A simple extension of this algorithm leads to logistic model trees. The boosting process terminates when there is no further structure in the data that can be modeled using a linear-logistic regression function. However, there may still be structure that linear models can fit if attention is restricted to subsets of the data, obtained, e.g., by splitting the data using a standard decision tree criterion such as information gain. Thus, once no further improvement can be obtained by adding more simple linear models, the data is split and boosting resumed separately in each subset. This process takes the logistic model generated so far and refines it separately for the data in each subset. Again, cross-validation is run in each subset to determine an appropriate number of iterations to perform in that subset.

The process is applied recursively until the subsets become too small. The resulting tree will surely overfit the training data, and one of the standard methods of decision tree learning can be used to prune it. Experiments indicate that the pruning operation is very important. Using the cost-complexity pruning method discussed in Section 6.1, which chooses the right tree size using cross-validation, the algorithm produces small but very accurate trees with linear-logistic models at the leaves.

12.7 Stacking

Stacked generalization, or stacking for short, is a different way of combining multiple models. Although developed some years ago, it is less widely mentioned in the machine learning literature than bagging and boosting, partly because it is difficult to analyze theoretically and partly because there is no generally accepted best way of doing it—the basic idea can be applied in many different variations.

Unlike bagging and boosting, stacking is not normally used to combine models of the same type—e.g., a set of decision trees. Instead it is applied to models built by different learning algorithms. Suppose you have a decision tree inducer, a Naïve Bayes learner, and an instance-based learning scheme and you want to form a classifier for a given dataset. The usual procedure would be to estimate the expected error of each algorithm by cross-validation and to choose the best one to form a model for prediction on future data. But is not there a better way? With three learning algorithms available, cannot we use all three for prediction and combine the outputs together?

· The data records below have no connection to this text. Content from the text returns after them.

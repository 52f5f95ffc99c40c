use std::fmt::{Display, Write};

use crate::{
    posts::{CaptionedLink, Post, PostGroup},
    toolkits::Toolkit,
};

/// Writes text with every line after the first indented by `.1` spaces.
pub struct Indented<'a>(pub &'a str, pub usize);

pub struct ToolkitLine<'a>(pub &'a Toolkit);

pub struct GroupListing<'a>(pub &'a PostGroup);

pub struct PostLines<'a>(pub &'a Post);

impl<'a> Display for Indented<'a> {
    fn fmt(&self, f: &mut std::fmt::Formatter<'_>) -> std::fmt::Result {
        for c in self.0.trim_end().chars() {
            match c {
                '\n' => {
                    f.write_char('\n')?;
                    write!(f, "{:width$}", "", width = self.1)?;
                }
                '\r' => {}
                _ => f.write_char(c)?,
            }
        }

        Ok(())
    }
}

impl<'a> Display for ToolkitLine<'a> {
    fn fmt(&self, f: &mut std::fmt::Formatter<'_>) -> std::fmt::Result {
        let Toolkit { name, id, status } = self.0;
        write!(f, "[{status}] {name} ({id})")
    }
}

impl<'a> Display for GroupListing<'a> {
    fn fmt(&self, f: &mut std::fmt::Formatter<'_>) -> std::fmt::Result {
        let group = self.0;
        let id = if group.group_id.is_empty() {
            "<no group>"
        } else {
            &group.group_id
        };
        let count = group.posts.len();
        let noun = if count == 1 { "post" } else { "posts" };
        writeln!(f, "group {id} ({count} {noun})")?;

        for post in &group.posts {
            write!(f, "{}", PostLines(post))?;
        }

        Ok(())
    }
}

impl<'a> Display for PostLines<'a> {
    fn fmt(&self, f: &mut std::fmt::Formatter<'_>) -> std::fmt::Result {
        let post = self.0;
        let networks: Vec<&str> = post.social_networks().collect();
        let networks = if networks.is_empty() {
            "-".to_owned()
        } else {
            networks.join(",")
        };
        let ai = if post.ai_generated() { " ai" } else { "" };
        let status = post.status().unwrap_or("-");
        let prefix = format!("  - [{status}{ai}] {networks}: ");
        let text = post.text().unwrap_or_default();

        writeln!(f, "{prefix}{}", Indented(text, prefix.chars().count()))?;

        if let Some(CaptionedLink { caption, link }) = post.captioned_link() {
            writeln!(
                f,
                "      link: {} <{}>",
                caption.unwrap_or_default(),
                link.unwrap_or_default()
            )?;
        }
        for preview in post.media_previews() {
            writeln!(f, "      media: {preview}")?;
        }

        Ok(())
    }
}
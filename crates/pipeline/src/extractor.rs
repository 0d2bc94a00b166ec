//! Input discovery, reading and post-processing moves.

use std::fs;
use std::path::{Path, PathBuf};

use strata_core::{AppError, AppResult};
use walkdir::WalkDir;

use crate::readers::FileKind;

/// Extensions picked up from the raw directory.
pub const SUPPORTED_EXTENSIONS: &[&str] = &["html", "htm", "jpg", "jpeg", "png", "txt", "srt"];

/// Finds raw inputs and moves them out of the way once handled.
#[derive(Debug, Clone)]
pub struct Extractor {
    raw_dir: PathBuf,
    processed_dir: PathBuf,
    error_dir: PathBuf,
}

impl Extractor {
    pub fn new(
        raw_dir: impl Into<PathBuf>,
        processed_dir: impl Into<PathBuf>,
        error_dir: impl Into<PathBuf>,
    ) -> Self {
        Self {
            raw_dir: raw_dir.into(),
            processed_dir: processed_dir.into(),
            error_dir: error_dir.into(),
        }
    }

    pub fn raw_dir(&self) -> &Path {
        &self.raw_dir
    }

    /// List candidate inputs directly inside the raw directory, sorted by path.
    ///
    /// Hidden files, subdirectories and unsupported extensions are ignored.
    /// A missing raw directory yields no files.
    pub fn discover_files(&self) -> Vec<PathBuf> {
        if !self.raw_dir.is_dir() {
            tracing::warn!("Raw directory {:?} does not exist", self.raw_dir);
            return Vec::new();
        }

        let mut files: Vec<PathBuf> = WalkDir::new(&self.raw_dir)
            .min_depth(1)
            .max_depth(1)
            .follow_links(false)
            .into_iter()
            .filter_map(|e| e.ok())
            .filter(|e| e.file_type().is_file())
            .map(|e| e.into_path())
            .filter(|p| is_candidate(p))
            .collect();

        files.sort();
        tracing::debug!("Discovered {} files in {:?}", files.len(), self.raw_dir);
        files
    }

    /// Read a file and classify it by extension.
    pub fn read_file(&self, path: &Path) -> AppResult<(FileKind, Vec<u8>)> {
        let kind = FileKind::from_path(path);
        let content = fs::read(path)
            .map_err(|e| AppError::Parse(format!("Failed to read {:?}: {}", path, e)))?;
        Ok((kind, content))
    }

    /// Move a handled file into the processed directory, or the error
    /// directory when `to_error` is set.
    ///
    /// Existing names are never overwritten: `report.txt` becomes
    /// `report_1.txt`, `report_2.txt`, and so on. Returns the destination, or
    /// `None` if the source no longer exists.
    pub fn move_file(&self, path: &Path, to_error: bool) -> AppResult<Option<PathBuf>> {
        if !path.exists() {
            return Ok(None);
        }

        let dest_dir = if to_error {
            &self.error_dir
        } else {
            &self.processed_dir
        };
        fs::create_dir_all(dest_dir)?;

        let dest = free_destination(dest_dir, path);
        move_path(path, &dest)?;

        tracing::debug!("Moved {:?} -> {:?}", path, dest);
        Ok(Some(dest))
    }
}

fn is_candidate(path: &Path) -> bool {
    let hidden = path
        .file_name()
        .and_then(|n| n.to_str())
        .map(|n| n.starts_with('.'))
        .unwrap_or(true);
    if hidden {
        return false;
    }

    path.extension()
        .and_then(|e| e.to_str())
        .map(|e| SUPPORTED_EXTENSIONS.contains(&e.to_lowercase().as_str()))
        .unwrap_or(false)
}

fn free_destination(dest_dir: &Path, source: &Path) -> PathBuf {
    let file_name = source.file_name().map(PathBuf::from).unwrap_or_default();
    let mut dest = dest_dir.join(&file_name);

    let stem = source
        .file_stem()
        .map(|s| s.to_string_lossy().to_string())
        .unwrap_or_default();
    let suffix = source
        .extension()
        .map(|e| format!(".{}", e.to_string_lossy()))
        .unwrap_or_default();

    let mut counter = 1u32;
    while dest.exists() {
        dest = dest_dir.join(format!("{}_{}{}", stem, counter, suffix));
        counter += 1;
    }
    dest
}

/// Rename, falling back to copy + delete across filesystems.
fn move_path(source: &Path, dest: &Path) -> AppResult<()> {
    if fs::rename(source, dest).is_ok() {
        return Ok(());
    }
    fs::copy(source, dest)?;
    fs::remove_file(source)?;
    Ok(())
}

One way to combine outputs is by voting—the same mechanism used in bagging. However, (unweighted) voting only makes sense if the learning schemes perform comparably well. If two of the three classifiers make predictions that are grossly incorrect, we will be in trouble! Instead, stacking introduces the concept of a metalearner, which replaces the voting procedure. The problem with voting is that it is not clear which classifier to trust. Stacking tries to learn which classifiers are the reliable ones, using another learning algorithm—the metalearner—to discover how best to combine the output of the base learners.

The input to the metamodel—also called the level-1 model—are the predictions of the base models, or level-0 models. A level-1 instance has as many attributes as there are level-0 learners, and the attribute values give the predictions of these learners on the corresponding level-0 instance. When the stacked learner is used for classification, an instance is first fed into the level-0 models, and each one guesses a class value. These guesses are fed into the level-1 model, which combines them into the final prediction.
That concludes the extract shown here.